Martin Stolar, Lawyer Who Fought for Social Justice, Dies at 81

Martin R. Stolar, a prominent civil rights lawyer who in the early 1970s defended war resisters and inmates who rebelled at Attica prison, as well as initiating a landmark case restraining the New York Police Department from spying on left-wing activists, died on July 1 in Manhattan. He was 81.

His wife, Elsie Chandler, said he died in a hospital after suffering heart failure while awaiting surgery for a broken hip.

Mr. Stolar was one of a generation of idealistic lawyers who, inspired by the civil rights and anti-Vietnam War movements, forsook lucrative careers to lend their expertise to social justice causes.

“He had a practice that not only defended needy people, it propelled social movements,” said Franklin Siegel, a Distinguished Lecturer at the City University of New York School of Law, who knew Mr. Stolar for nearly six decades.

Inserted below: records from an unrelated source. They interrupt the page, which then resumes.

//! The `builtin` provider: path-based webhooks and cron schedules with no
//! external system behind them.

use floww_postgres::types::ProviderKind;
use floww_scheduler::JobSchedule;
use serde_json::{json, Value};

use crate::adapter::{Adapter, ProviderContext};
use crate::error::{ProviderError, ProviderResult};
use crate::utils::{RegisterWebhookRequest, TriggerUtils, WebhookOwner};

const TRIGGER_ON_WEBHOOK: &str = "onWebhook";
const TRIGGER_ON_CRON: &str = "onCron";

pub struct BuiltinAdapter;

fn cron_schedule(input: &Value) -> ProviderResult<JobSchedule> {
    if let Some(expression) = input.get("cron").and_then(Value::as_str) {
        return Ok(JobSchedule::Cron(expression.to_string()));
    }
    if let Some(seconds) = input.get("interval_seconds").and_then(Value::as_u64) {
        return Ok(JobSchedule::IntervalSeconds(seconds));
    }
    Err(ProviderError::InvalidInput {
        trigger_type: TRIGGER_ON_CRON.to_string(),
        message: "expected one of `cron` or `interval_seconds`".to_string(),
    })
}

#[async_trait::async_trait]
impl Adapter for BuiltinAdapter {
    fn kind(&self) -> ProviderKind {
        ProviderKind::Builtin
    }

    async fn create(&self, _provider: &ProviderContext, trigger_type: &str, input: &Value, utils: &dyn TriggerUtils) -> ProviderResult<Value> {
        match trigger_type {
            TRIGGER_ON_WEBHOOK => {
                let request = RegisterWebhookRequest {
                    path: input.get("path").and_then(Value::as_str).map(str::to_string),
                    method: input.get("method").and_then(Value::as_str).map(str::to_string),
                    owner: WebhookOwner::Trigger,
                    reuse_existing: false,
                };
                let webhook = utils.register_webhook(request).await?;
                Ok(json!({ "webhook_id": webhook.id, "path": webhook.path, "url": webhook.url.to_string() }))
            }
            TRIGGER_ON_CRON => {
                let schedule = cron_schedule(input)?;
                let task_id = utils.register_recurring_task(schedule).await?;
                Ok(json!({ "recurring_task_id": task_id }))
            }
            other => Err(ProviderError::InvalidInput {
                trigger_type: other.to_string(),
                message: "builtin only supports `onWebhook` and `onCron`".to_string(),
            }),
        }
    }

    async fn destroy(&self, _provider: &ProviderContext, trigger_type: &str, _input: &Value, _state: &Value, utils: &dyn TriggerUtils) -> ProviderResult<()> {
        if trigger_type == TRIGGER_ON_CRON {
            utils.unregister_recurring_task().await?;
        }
        // `onWebhook`'s incoming_webhooks row cascades away with the
        // Trigger row the caller deletes next; nothing live to tear down.
        Ok(())
    }
}
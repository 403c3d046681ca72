//! Organization membership model for PostgreSQL database operations.

use diesel::prelude::*;
use jiff_diesel::Timestamp;
use uuid::Uuid;

use crate::schema::organization_members;
use crate::types::{HasCreatedAt, OrganizationRole};

/// A user's membership in an organization, carrying its role.
#[derive(Debug, Clone, PartialEq, Queryable, Selectable)]
#[diesel(table_name = organization_members)]
#[diesel(check_for_backend(diesel::pg::Pg))]
pub struct OrganizationMember {
    pub id: Uuid,
    pub organization_id: Uuid,
    pub user_id: Uuid,
    pub role: OrganizationRole,
    pub created_at: Timestamp,
}

/// Data for creating a new organization membership.
#[derive(Debug, Clone, Insertable)]
#[diesel(table_name = organization_members)]
#[diesel(check_for_backend(diesel::pg::Pg))]
pub struct NewOrganizationMember {
    pub organization_id: Uuid,
    pub user_id: Uuid,
    pub role: OrganizationRole,
}

/// Data for updating an organization membership's role.
#[derive(Debug, Clone, Default, AsChangeset)]
#[diesel(table_name = organization_members)]
#[diesel(check_for_backend(diesel::pg::Pg))]
pub struct UpdateOrganizationMember {
    pub role: Option<OrganizationRole>,
}

impl HasCreatedAt for OrganizationMember {
    fn created_at(&self) -> jiff::Timestamp {
        self.created_at.into()
    }
}
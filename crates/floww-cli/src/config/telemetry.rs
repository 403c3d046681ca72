//! Telemetry configuration management.
//!
//! Configuration for anonymized usage analytics and crash reporting. This is
//! ambient process plumbing, not part of the trigger-dispatch domain itself.

use clap::Args;
use serde::{Deserialize, Serialize};

/// Telemetry configuration options.
#[derive(Debug, Clone, Serialize, Deserialize, Args)]
pub struct TelemetryConfig {
    /// Whether telemetry is enabled. Disabled collects and sends nothing,
    /// regardless of the other settings.
    #[arg(long, env = "FLOWW_TELEMETRY_ENABLED")]
    #[serde(default)]
    pub enabled: bool,

    /// Custom endpoint for telemetry data. Falls back to the default
    /// telemetry endpoint if unset.
    #[arg(long, env = "FLOWW_TELEMETRY_ENDPOINT")]
    pub endpoint: Option<String>,

    /// Timeout for telemetry requests in seconds. Valid range: 1-300.
    #[arg(long, env = "FLOWW_TELEMETRY_TIMEOUT", default_value_t = 10)]
    #[serde(default = "default_timeout")]
    pub timeout_seconds: u64,

    /// Whether to collect usage statistics: startup/shutdown events and
    /// anonymized configuration patterns.
    #[arg(long, env = "FLOWW_TELEMETRY_COLLECT_USAGE")]
    #[serde(default = "default_true")]
    pub collect_usage: bool,

    /// Whether to collect crash reports: sanitized error messages, error
    /// codes, and system information.
    #[arg(long, env = "FLOWW_TELEMETRY_COLLECT_CRASHES")]
    #[serde(default = "default_true")]
    pub collect_crashes: bool,

    /// Maximum number of telemetry events to buffer before dropping them.
    #[arg(long, env = "FLOWW_TELEMETRY_BUFFER_SIZE", default_value_t = 100)]
    #[serde(default = "default_buffer_size")]
    pub buffer_size: usize,

    /// Logs telemetry operations at DEBUG level for troubleshooting.
    #[arg(long, env = "FLOWW_TELEMETRY_VERBOSE")]
    #[serde(default)]
    pub verbose: bool,
}

impl TelemetryConfig {
    pub const DEFAULT_ENDPOINT: &'static str = "https://telemetry.floww.dev/v1/events";

    #[must_use]
    pub fn for_testing() -> Self {
        Self {
            enabled: true,
            endpoint: Some("http://localhost:3000/test".to_string()),
            timeout_seconds: 1,
            collect_usage: true,
            collect_crashes: true,
            buffer_size: 10,
            verbose: true,
        }
    }

    #[must_use]
    pub fn is_development(&self) -> bool {
        self.endpoint.as_ref().is_some_and(|e| e.contains("localhost") || e.contains("127.0.0.1") || e.contains("test"))
    }

    pub fn validate(&self) -> anyhow::Result<()> {
        if !self.enabled {
            return Ok(());
        }

        if !(1..=300).contains(&self.timeout_seconds) {
            return Err(anyhow::anyhow!("telemetry timeout {} seconds is invalid; must be between 1 and 300", self.timeout_seconds));
        }

        if let Some(ref endpoint) = self.endpoint
            && !endpoint.starts_with("http://")
            && !endpoint.starts_with("https://")
        {
            return Err(anyhow::anyhow!("telemetry endpoint '{endpoint}' must start with http:// or https://"));
        }

        if !self.collect_usage && !self.collect_crashes {
            return Err(anyhow::anyhow!("at least one telemetry collection type (usage or crashes) must be enabled"));
        }

        Ok(())
    }

    #[must_use]
    pub fn endpoint(&self) -> &str {
        self.endpoint.as_deref().unwrap_or(Self::DEFAULT_ENDPOINT)
    }
}

impl Default for TelemetryConfig {
    /// Telemetry is disabled by default and must be explicitly opted into.
    fn default() -> Self {
        Self { enabled: false, endpoint: None, timeout_seconds: 10, collect_usage: true, collect_crashes: true, buffer_size: 100, verbose: false }
    }
}

const fn default_timeout() -> u64 {
    10
}

const fn default_true() -> bool {
    true
}

const fn default_buffer_size() -> usize {
    100
}

#[cfg(test)]
mod tests {
    use super::*;

    #[test]
    fn default_config_is_disabled() {
        let config = TelemetryConfig::default();
        assert!(!config.enabled);
        assert!(config.endpoint.is_none());
        assert_eq!(config.timeout_seconds, 10);
        assert!(config.collect_usage);
        assert!(config.collect_crashes);
        assert!(!config.verbose);
    }

    #[test]
    fn validation_works_correctly() {
        let config = TelemetryConfig::default();
        assert!(config.validate().is_ok());

        let test_config = TelemetryConfig::for_testing();
        assert!(test_config.validate().is_ok());

        let mut invalid_config = TelemetryConfig::for_testing();
        invalid_config.timeout_seconds = 0;
        assert!(invalid_config.validate().is_err());

        invalid_config.timeout_seconds = 10;
        invalid_config.endpoint = Some("invalid-url".to_string());
        assert!(invalid_config.validate().is_err());

        invalid_config.endpoint = None;
        invalid_config.collect_usage = false;
        invalid_config.collect_crashes = false;
        assert!(invalid_config.validate().is_err());
    }
}
//! Selects a concrete [`RuntimeBackend`] by configured [`RuntimeKind`].

use strum::{Display, EnumString};

/// Which concrete backend `RUNTIME_TYPE` selects at startup.
#[derive(Debug, Clone, Copy, PartialEq, Eq, Display, EnumString)]
#[strum(serialize_all = "snake_case")]
pub enum RuntimeKind {
    /// Long-lived warm Docker containers.
    Docker,
    /// A managed function-as-a-service endpoint.
    Lambda,
    /// A pod-orchestrator stub.
    Kubernetes,
}

#[cfg(test)]
mod tests {
    use std::str::FromStr;

    use super::*;

    #[test]
    fn runtime_kind_round_trips_its_env_spelling() {
        assert_eq!(RuntimeKind::from_str("docker").unwrap(), RuntimeKind::Docker);
        assert_eq!(RuntimeKind::from_str("lambda").unwrap(), RuntimeKind::Lambda);
        assert_eq!(RuntimeKind::from_str("kubernetes").unwrap(), RuntimeKind::Kubernetes);
    }
}
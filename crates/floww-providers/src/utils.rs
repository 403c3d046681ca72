//! The `utils` capability object passed to adapters' Reconcile API calls.

use std::sync::Arc;

use floww_postgres::model::{NewIncomingWebhook, NewRecurringTask};
use floww_postgres::query::{IncomingWebhookRepository, RecurringTaskRepository};
use floww_postgres::PgClient;
use floww_scheduler::{JobCallback, JobSchedule, JobStore};
use url::Url;
use uuid::Uuid;

use crate::error::{ProviderError, ProviderResult};

/// Whether a registered webhook path belongs to a single trigger or is
/// shared across every trigger on a provider.
#[derive(Debug, Clone, Copy, PartialEq, Eq)]
pub enum WebhookOwner {
    Trigger,
    Provider,
}

/// Parameters for [`TriggerUtils::register_webhook`].
#[derive(Debug, Clone, Default)]
pub struct RegisterWebhookRequest {
    /// An explicit path suffix. Normalized to `/webhook/<workflow_id>/<rest>`
    /// if given; otherwise a random path is minted.
    pub path: Option<String>,
    /// The HTTP method the webhook is registered for. Defaults to `POST`.
    pub method: Option<String>,
    pub owner: WebhookOwner,
    /// When `true` and `owner == Provider`, reuses an existing provider-
    /// owned webhook rather than registering a new one.
    pub reuse_existing: bool,
}

impl Default for WebhookOwner {
    fn default() -> Self {
        WebhookOwner::Trigger
    }
}

/// A registered inbound webhook path, as returned to the calling adapter.
#[derive(Debug, Clone)]
pub struct RegisteredWebhook {
    pub id: Uuid,
    pub url: Url,
    pub path: String,
    pub method: String,
}

/// The capability object passed to `Adapter::create`/`destroy`, scoped to a
/// single trigger being reconciled.
///
/// Deliberately narrow: an adapter can register or unregister the inbound
/// paths and scheduler jobs it owns, but cannot reach any other part of the
/// registry.
#[async_trait::async_trait]
pub trait TriggerUtils: Send + Sync {
    async fn register_webhook(&self, request: RegisterWebhookRequest) -> ProviderResult<RegisteredWebhook>;

    async fn register_recurring_task(&self, schedule: JobSchedule) -> ProviderResult<Uuid>;

    async fn unregister_recurring_task(&self) -> ProviderResult<()>;
}

/// The production [`TriggerUtils`] implementation, scoped to one trigger
/// being created or destroyed during [`crate::lifecycle::sync`].
pub struct DefaultTriggerUtils {
    pub(crate) client: PgClient,
    pub(crate) job_store: Arc<dyn JobStore>,
    pub(crate) public_base_url: Url,
    pub(crate) workflow_id: Uuid,
    pub(crate) trigger_id: Uuid,
    pub(crate) provider_id: Uuid,
    /// Builds the tick callback for this trigger, supplied by the caller
    /// (the cron-invocation business logic lives outside this crate).
    pub(crate) make_callback: Arc<dyn Fn(Uuid) -> JobCallback + Send + Sync>,
}

impl DefaultTriggerUtils {
    fn webhook_url(&self, path: &str) -> Url {
        let mut url = self.public_base_url.clone();
        url.set_path(path);
        url
    }
}

#[async_trait::async_trait]
impl TriggerUtils for DefaultTriggerUtils {
    async fn register_webhook(&self, request: RegisterWebhookRequest) -> ProviderResult<RegisteredWebhook> {
        let method = request.method.unwrap_or_else(|| "POST".to_string());
        let mut conn = self.client.get_connection().await?;

        if request.reuse_existing && request.owner == WebhookOwner::Provider {
            if let Some(existing) = conn.find_incoming_webhook_by_provider(self.provider_id).await? {
                return Ok(RegisteredWebhook {
                    id: existing.id,
                    url: self.webhook_url(&existing.path),
                    path: existing.path,
                    method: existing.method,
                });
            }
        }

        let path = match request.path {
            Some(explicit) => {
                let rest = explicit.strip_prefix('/').unwrap_or(&explicit);
                let rest = rest.strip_prefix("webhook/").unwrap_or(rest);
                format!("/webhook/{}/{}", self.workflow_id, rest)
            }
            None => format!("/webhook/{}", Uuid::now_v7()),
        };

        let new_webhook = match request.owner {
            WebhookOwner::Trigger => NewIncomingWebhook::for_trigger(path.clone(), method.clone(), self.trigger_id),
            WebhookOwner::Provider => NewIncomingWebhook::for_provider(path.clone(), method.clone(), self.provider_id),
        };

        let webhook = conn.create_incoming_webhook(new_webhook).await?;

        Ok(RegisteredWebhook {
            id: webhook.id,
            url: self.webhook_url(&webhook.path),
            path: webhook.path,
            method: webhook.method,
        })
    }

    async fn register_recurring_task(&self, schedule: JobSchedule) -> ProviderResult<Uuid> {
        let mut conn = self.client.get_connection().await?;
        let task = conn
            .create_recurring_task(NewRecurringTask {
                trigger_id: self.trigger_id,
            })
            .await?;

        let job_id = floww_scheduler::recurring_task_job_id(self.trigger_id);
        let callback = (self.make_callback)(self.trigger_id);
        self.job_store
            .add_job(&job_id, schedule, callback)
            .await
            .map_err(|error| ProviderError::Internal(error.to_string()))?;

        Ok(task.id)
    }

    async fn unregister_recurring_task(&self) -> ProviderResult<()> {
        let job_id = floww_scheduler::recurring_task_job_id(self.trigger_id);
        self.job_store
            .remove_job(&job_id)
            .await
            .map_err(|error| ProviderError::Internal(error.to_string()))?;

        let mut conn = self.client.get_connection().await?;
        conn.delete_recurring_task(self.trigger_id).await?;
        Ok(())
    }
}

The righteous fervor of others in the so-called movement dimmed over the years, but Mr. Stolar’s did not. If anything, it got more feisty.

Weeks before his death, he was on an organizing call about defending Columbia University students who had been arrested for protesting the Gaza war. He was also offering advice on defending climate protesters arrested after targeting Wall Street banks for financing fossil fuel projects.